* Your goal: Search the data below, and report every line in which "after" occurs.

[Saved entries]
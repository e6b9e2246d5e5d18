//! Session store with synchronous change notification

use crate::storage::KeyValueStore;
use crate::types::{Role, Session, UserSummary};
use arc_swap::ArcSwap;
use std::sync::atomic::{AtomicU64, Ordering};
use std::sync::{Arc, Mutex, PoisonError};

/// Storage key of the persisted refresh token
pub const REFRESH_TOKEN_KEY: &str = "refreshToken";

/// Callback invoked with the new state after every mutation
pub type SessionListener = Arc<dyn Fn(&Session) + Send + Sync>;

/// Handle returned by [`SessionStore::subscribe`]
#[derive(Debug, Clone, Copy, PartialEq, Eq, Hash)]
pub struct ListenerId(u64);

/// Holds the current [`Session`] and notifies subscribers when it is replaced.
///
/// Every write swaps the whole state at once, so readers either see the
/// previous session or the new one. Listeners run on the writer's thread
/// after the swap.
pub struct SessionStore {
    state: ArcSwap<Session>,
    listeners: Mutex<Vec<(ListenerId, SessionListener)>>,
    next_id: AtomicU64,
}

impl SessionStore {
    /// Create an empty, unauthenticated store
    pub fn new() -> Self {
        Self::with_session(Session::default())
    }

    /// Create a store seeded with `session`
    pub fn with_session(session: Session) -> Self {
        Self {
            state: ArcSwap::from_pointee(session),
            listeners: Mutex::new(Vec::new()),
            next_id: AtomicU64::new(0),
        }
    }

    /// Current state
    pub fn snapshot(&self) -> Arc<Session> {
        self.state.load_full()
    }

    pub fn is_authenticated(&self) -> bool {
        self.state.load().is_authenticated()
    }

    pub fn access_token(&self) -> Option<String> {
        self.state.load().access_token.clone()
    }

    pub fn role(&self) -> Option<Role> {
        self.state.load().role
    }

    /// Record a successful login or refresh
    pub fn set_auth(&self, access_token: impl Into<String>, role: Role, user: Option<UserSummary>) {
        self.replace(Session::authenticated(access_token, role, user));
    }

    /// Reset to the empty session
    pub fn clear(&self) {
        self.replace(Session::default());
    }

    /// Replace the whole state and notify listeners
    pub fn replace(&self, session: Session) {
        let session = Arc::new(session);
        self.state.store(Arc::clone(&session));

        let listeners: Vec<SessionListener> = self
            .listeners
            .lock()
            .unwrap_or_else(PoisonError::into_inner)
            .iter()
            .map(|(_, listener)| Arc::clone(listener))
            .collect();

        for listener in listeners {
            listener(&session);
        }
    }

    /// Register a listener; it is not called for the current state
    pub fn subscribe<F>(&self, listener: F) -> ListenerId
    where
        F: Fn(&Session) + Send + Sync + 'static,
    {
        let id = ListenerId(self.next_id.fetch_add(1, Ordering::Relaxed));
        self.listeners
            .lock()
            .unwrap_or_else(PoisonError::into_inner)
            .push((id, Arc::new(listener)));
        id
    }

    /// Remove a listener. Returns false if it was not registered.
    pub fn unsubscribe(&self, id: ListenerId) -> bool {
        let mut listeners = self
            .listeners
            .lock()
            .unwrap_or_else(PoisonError::into_inner);
        let before = listeners.len();
        listeners.retain(|(existing, _)| *existing != id);
        listeners.len() != before
    }
}

impl Default for SessionStore {
    fn default() -> Self {
        Self::new()
    }
}

impl std::fmt::Debug for SessionStore {
    fn fmt(&self, f: &mut std::fmt::Formatter<'_>) -> std::fmt::Result {
        f.debug_struct("SessionStore")
            .field("state", &self.state.load())
            .finish_non_exhaustive()
    }
}

/// Session state plus durable storage, handed to whatever builds the client
#[derive(Clone)]
pub struct SessionContext {
    pub session: Arc<SessionStore>,
    pub storage: Arc<dyn KeyValueStore>,
}

impl SessionContext {
    pub fn new(session: Arc<SessionStore>, storage: Arc<dyn KeyValueStore>) -> Self {
        Self { session, storage }
    }

    /// Fresh empty session backed by an in-memory store
    pub fn in_memory() -> Self {
        Self::new(
            Arc::new(SessionStore::new()),
            Arc::new(crate::storage::MemoryStore::new()),
        )
    }
}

* Finished exercise:
/// Callback invoked with the new state after every mutation
/// after the swap.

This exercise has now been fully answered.